- _Goal of the exercise_: Count how many lines of the data include the string "VecDeque", then say that number and stop.
Exercise input below:
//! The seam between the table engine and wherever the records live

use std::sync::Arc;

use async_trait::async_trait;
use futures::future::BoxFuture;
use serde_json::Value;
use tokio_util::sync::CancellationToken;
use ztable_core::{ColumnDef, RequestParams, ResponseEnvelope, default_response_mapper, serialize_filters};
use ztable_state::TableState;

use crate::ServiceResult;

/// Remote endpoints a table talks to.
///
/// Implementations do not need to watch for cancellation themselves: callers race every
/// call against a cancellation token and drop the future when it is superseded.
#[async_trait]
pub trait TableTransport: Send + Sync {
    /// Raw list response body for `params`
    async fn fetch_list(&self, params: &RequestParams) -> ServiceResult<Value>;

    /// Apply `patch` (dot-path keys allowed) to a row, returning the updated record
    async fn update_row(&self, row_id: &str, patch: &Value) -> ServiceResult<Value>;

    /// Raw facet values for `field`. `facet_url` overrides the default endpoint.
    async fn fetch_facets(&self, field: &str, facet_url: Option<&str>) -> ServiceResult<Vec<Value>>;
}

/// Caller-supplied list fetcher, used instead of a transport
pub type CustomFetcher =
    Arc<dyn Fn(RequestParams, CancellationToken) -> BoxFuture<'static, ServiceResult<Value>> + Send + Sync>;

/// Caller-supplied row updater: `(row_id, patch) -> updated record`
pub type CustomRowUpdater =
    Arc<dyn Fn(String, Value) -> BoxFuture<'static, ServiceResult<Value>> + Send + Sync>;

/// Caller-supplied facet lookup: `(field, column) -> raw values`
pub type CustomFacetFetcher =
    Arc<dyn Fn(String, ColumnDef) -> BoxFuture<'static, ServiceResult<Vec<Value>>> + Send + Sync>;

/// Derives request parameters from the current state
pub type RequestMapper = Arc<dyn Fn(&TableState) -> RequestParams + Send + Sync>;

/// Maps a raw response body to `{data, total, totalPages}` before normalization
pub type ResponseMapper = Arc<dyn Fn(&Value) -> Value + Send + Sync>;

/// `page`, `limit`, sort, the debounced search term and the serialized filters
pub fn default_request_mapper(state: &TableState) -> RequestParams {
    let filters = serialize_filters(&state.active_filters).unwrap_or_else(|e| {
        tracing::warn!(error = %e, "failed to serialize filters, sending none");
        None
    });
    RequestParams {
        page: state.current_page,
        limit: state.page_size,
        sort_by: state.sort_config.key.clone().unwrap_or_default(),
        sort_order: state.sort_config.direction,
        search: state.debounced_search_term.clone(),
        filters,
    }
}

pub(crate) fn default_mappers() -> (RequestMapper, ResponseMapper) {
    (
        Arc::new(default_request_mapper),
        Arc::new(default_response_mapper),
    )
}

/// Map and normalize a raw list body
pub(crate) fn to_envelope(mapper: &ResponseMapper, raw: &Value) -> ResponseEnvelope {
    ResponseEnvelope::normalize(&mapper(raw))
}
End of Exercise input.
Exercise input below:
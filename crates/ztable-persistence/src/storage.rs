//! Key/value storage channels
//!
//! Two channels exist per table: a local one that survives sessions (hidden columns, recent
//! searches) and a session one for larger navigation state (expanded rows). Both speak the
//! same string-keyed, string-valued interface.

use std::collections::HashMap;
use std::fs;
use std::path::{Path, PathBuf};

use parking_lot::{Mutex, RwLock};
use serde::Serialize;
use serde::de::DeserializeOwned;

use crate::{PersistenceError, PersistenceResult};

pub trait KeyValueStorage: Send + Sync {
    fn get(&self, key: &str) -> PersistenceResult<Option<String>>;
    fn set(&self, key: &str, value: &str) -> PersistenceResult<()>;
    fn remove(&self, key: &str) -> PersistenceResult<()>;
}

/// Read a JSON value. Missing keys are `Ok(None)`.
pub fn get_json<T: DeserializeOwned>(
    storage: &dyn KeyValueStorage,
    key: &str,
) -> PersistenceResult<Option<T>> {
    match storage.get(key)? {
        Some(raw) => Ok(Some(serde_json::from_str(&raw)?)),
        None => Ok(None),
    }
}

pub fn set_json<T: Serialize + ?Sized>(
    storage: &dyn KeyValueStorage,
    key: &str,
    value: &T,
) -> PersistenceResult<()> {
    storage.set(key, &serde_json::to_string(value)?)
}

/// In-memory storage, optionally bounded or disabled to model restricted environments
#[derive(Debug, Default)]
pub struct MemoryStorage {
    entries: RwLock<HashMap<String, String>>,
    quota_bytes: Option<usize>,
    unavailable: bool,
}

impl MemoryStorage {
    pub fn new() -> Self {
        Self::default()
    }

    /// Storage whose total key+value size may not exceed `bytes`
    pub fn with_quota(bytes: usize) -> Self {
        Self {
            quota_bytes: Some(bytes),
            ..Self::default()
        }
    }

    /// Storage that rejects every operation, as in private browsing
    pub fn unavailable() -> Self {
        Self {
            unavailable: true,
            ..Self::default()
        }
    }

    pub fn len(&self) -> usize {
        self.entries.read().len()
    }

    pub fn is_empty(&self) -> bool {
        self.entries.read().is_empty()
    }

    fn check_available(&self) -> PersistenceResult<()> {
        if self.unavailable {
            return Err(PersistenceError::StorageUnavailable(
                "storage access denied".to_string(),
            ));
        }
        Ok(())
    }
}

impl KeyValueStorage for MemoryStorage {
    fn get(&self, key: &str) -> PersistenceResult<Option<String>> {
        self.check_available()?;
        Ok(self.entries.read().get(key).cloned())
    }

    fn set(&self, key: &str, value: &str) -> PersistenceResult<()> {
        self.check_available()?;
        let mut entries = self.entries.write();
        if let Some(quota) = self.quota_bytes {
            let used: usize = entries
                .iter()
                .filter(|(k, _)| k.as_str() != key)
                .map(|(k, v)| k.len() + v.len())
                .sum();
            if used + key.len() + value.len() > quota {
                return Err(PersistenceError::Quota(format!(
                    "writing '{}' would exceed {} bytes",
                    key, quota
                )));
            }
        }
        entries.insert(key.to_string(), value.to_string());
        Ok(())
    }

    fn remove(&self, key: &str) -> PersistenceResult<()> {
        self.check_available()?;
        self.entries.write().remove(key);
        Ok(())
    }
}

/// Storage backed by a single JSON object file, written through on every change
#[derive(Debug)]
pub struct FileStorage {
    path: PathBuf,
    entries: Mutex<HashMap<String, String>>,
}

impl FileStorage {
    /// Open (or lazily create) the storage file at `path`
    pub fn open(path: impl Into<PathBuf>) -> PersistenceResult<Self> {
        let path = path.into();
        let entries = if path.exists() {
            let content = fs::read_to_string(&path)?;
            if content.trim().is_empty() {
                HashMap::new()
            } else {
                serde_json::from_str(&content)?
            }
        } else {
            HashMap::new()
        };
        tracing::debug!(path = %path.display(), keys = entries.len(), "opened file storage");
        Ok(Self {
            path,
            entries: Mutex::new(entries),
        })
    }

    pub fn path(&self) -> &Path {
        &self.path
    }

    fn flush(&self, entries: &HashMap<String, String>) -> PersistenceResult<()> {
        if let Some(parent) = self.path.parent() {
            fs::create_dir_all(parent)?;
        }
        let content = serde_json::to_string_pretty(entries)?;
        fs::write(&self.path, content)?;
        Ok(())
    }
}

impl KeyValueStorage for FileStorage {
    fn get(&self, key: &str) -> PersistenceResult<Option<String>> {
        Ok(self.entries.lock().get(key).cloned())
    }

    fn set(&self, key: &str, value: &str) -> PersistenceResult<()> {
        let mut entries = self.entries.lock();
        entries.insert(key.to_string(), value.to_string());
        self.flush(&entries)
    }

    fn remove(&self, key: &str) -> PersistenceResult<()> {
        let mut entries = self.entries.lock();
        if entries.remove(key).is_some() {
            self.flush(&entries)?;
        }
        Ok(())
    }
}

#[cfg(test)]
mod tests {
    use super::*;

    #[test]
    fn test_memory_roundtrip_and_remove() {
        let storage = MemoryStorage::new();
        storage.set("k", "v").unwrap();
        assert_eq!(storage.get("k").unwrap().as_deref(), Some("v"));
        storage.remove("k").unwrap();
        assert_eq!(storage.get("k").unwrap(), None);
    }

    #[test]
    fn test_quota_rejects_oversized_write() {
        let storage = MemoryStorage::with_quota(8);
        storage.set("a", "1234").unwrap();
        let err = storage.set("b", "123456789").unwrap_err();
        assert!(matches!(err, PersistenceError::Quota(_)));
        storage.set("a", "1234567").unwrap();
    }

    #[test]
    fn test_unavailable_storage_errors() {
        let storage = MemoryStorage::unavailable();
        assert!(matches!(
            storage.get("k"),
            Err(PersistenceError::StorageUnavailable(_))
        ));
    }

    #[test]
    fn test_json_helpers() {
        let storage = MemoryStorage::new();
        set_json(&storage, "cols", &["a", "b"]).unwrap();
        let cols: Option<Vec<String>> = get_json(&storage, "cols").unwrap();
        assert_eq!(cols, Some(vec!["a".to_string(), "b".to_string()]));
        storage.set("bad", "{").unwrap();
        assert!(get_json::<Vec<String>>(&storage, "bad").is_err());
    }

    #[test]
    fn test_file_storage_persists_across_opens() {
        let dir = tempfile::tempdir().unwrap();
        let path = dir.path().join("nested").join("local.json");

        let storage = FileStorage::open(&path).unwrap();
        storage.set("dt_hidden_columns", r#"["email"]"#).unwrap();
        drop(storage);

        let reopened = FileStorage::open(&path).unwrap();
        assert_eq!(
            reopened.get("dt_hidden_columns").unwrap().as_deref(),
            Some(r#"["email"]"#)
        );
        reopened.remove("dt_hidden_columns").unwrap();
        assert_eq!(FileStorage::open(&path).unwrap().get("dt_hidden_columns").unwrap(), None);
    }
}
End of Exercise input.
Exercise input below:
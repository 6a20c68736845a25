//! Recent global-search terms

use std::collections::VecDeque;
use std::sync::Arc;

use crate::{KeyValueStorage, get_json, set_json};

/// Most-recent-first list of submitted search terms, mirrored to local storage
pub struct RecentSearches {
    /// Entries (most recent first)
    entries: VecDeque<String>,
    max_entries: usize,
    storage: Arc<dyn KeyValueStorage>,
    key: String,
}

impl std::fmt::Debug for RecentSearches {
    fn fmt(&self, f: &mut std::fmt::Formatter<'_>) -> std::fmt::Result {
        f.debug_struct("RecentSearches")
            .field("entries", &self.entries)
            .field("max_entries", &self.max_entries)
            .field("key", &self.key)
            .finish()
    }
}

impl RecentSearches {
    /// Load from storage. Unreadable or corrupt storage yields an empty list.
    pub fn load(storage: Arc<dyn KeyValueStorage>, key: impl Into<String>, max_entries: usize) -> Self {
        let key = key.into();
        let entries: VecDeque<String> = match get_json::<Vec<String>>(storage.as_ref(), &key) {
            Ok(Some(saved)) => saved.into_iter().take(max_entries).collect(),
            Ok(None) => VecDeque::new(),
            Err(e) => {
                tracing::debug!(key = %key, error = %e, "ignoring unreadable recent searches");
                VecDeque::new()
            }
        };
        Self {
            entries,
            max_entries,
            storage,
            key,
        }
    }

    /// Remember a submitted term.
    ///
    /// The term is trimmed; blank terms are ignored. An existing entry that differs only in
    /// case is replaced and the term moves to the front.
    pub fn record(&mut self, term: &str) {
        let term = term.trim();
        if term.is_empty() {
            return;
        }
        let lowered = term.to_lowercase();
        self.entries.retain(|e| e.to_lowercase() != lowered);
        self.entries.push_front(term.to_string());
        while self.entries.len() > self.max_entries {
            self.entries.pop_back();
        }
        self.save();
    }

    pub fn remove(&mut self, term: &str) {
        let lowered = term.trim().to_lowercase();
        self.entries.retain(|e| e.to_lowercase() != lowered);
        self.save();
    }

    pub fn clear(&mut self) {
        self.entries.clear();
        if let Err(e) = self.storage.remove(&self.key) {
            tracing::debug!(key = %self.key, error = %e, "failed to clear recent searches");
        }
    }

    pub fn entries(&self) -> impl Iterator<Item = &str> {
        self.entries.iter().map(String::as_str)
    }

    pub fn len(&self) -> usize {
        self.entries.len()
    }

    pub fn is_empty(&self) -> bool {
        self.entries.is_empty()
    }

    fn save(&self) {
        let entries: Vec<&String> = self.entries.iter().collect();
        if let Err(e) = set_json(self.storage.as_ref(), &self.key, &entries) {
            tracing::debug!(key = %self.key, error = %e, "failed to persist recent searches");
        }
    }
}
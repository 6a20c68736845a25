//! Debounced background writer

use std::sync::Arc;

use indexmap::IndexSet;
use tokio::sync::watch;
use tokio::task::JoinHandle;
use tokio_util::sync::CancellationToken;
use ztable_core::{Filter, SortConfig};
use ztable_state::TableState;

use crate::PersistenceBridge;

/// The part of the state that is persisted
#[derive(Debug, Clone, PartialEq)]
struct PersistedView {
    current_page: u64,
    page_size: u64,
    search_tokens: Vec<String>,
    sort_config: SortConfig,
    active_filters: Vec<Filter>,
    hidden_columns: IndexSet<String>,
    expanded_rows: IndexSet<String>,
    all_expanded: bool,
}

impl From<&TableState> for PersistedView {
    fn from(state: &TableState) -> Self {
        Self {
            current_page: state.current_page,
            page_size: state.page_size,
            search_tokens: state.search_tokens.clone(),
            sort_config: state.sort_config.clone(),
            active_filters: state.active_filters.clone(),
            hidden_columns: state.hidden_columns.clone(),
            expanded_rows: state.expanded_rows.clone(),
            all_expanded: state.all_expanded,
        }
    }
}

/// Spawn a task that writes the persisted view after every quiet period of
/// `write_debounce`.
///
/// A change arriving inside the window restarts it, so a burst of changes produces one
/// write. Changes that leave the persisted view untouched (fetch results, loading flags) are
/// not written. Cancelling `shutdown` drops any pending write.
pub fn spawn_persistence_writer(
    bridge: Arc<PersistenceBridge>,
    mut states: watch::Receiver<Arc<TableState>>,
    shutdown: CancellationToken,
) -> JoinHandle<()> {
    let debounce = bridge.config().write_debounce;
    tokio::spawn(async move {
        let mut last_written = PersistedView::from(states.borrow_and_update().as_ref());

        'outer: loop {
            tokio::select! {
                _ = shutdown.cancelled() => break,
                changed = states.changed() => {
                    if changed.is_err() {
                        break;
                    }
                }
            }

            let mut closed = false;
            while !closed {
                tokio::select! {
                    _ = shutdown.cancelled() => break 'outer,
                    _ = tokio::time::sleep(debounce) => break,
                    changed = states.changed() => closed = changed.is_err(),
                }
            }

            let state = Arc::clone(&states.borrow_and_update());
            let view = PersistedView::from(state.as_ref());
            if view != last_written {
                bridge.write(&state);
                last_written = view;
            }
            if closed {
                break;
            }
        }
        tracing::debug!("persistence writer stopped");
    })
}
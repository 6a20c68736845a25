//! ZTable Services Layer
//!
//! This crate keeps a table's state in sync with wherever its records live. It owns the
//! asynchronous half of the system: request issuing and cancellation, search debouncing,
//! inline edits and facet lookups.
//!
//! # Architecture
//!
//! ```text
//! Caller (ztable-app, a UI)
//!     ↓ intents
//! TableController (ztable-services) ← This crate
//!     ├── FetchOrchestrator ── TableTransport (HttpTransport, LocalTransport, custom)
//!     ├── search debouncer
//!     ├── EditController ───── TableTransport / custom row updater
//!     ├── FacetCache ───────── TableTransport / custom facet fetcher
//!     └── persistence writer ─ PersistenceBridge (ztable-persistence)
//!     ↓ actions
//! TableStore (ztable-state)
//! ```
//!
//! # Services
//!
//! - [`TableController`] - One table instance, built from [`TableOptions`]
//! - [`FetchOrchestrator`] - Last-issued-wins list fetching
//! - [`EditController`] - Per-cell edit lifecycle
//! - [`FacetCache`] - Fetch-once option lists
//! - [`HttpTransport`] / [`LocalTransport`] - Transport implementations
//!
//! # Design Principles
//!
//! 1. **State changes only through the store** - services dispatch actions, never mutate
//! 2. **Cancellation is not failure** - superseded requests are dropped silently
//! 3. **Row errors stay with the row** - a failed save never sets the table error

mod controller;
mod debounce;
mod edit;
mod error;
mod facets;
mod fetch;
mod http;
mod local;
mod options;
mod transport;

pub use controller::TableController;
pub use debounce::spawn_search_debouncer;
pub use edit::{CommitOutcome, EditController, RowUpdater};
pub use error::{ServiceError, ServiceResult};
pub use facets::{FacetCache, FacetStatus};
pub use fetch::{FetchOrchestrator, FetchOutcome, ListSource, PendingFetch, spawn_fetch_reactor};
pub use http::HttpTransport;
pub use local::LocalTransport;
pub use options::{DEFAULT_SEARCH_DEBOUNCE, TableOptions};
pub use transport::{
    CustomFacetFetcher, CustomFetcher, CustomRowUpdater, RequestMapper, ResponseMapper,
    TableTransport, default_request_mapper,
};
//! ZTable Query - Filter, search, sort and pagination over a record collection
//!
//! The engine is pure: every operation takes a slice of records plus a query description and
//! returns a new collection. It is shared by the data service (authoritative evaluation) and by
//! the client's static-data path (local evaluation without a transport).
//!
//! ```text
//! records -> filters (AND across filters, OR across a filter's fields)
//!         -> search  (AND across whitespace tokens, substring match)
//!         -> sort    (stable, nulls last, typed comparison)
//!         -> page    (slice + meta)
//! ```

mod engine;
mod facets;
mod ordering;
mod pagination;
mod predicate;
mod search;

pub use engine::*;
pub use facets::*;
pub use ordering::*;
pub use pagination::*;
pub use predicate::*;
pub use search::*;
End of Exercise input.
- _Reply_: 5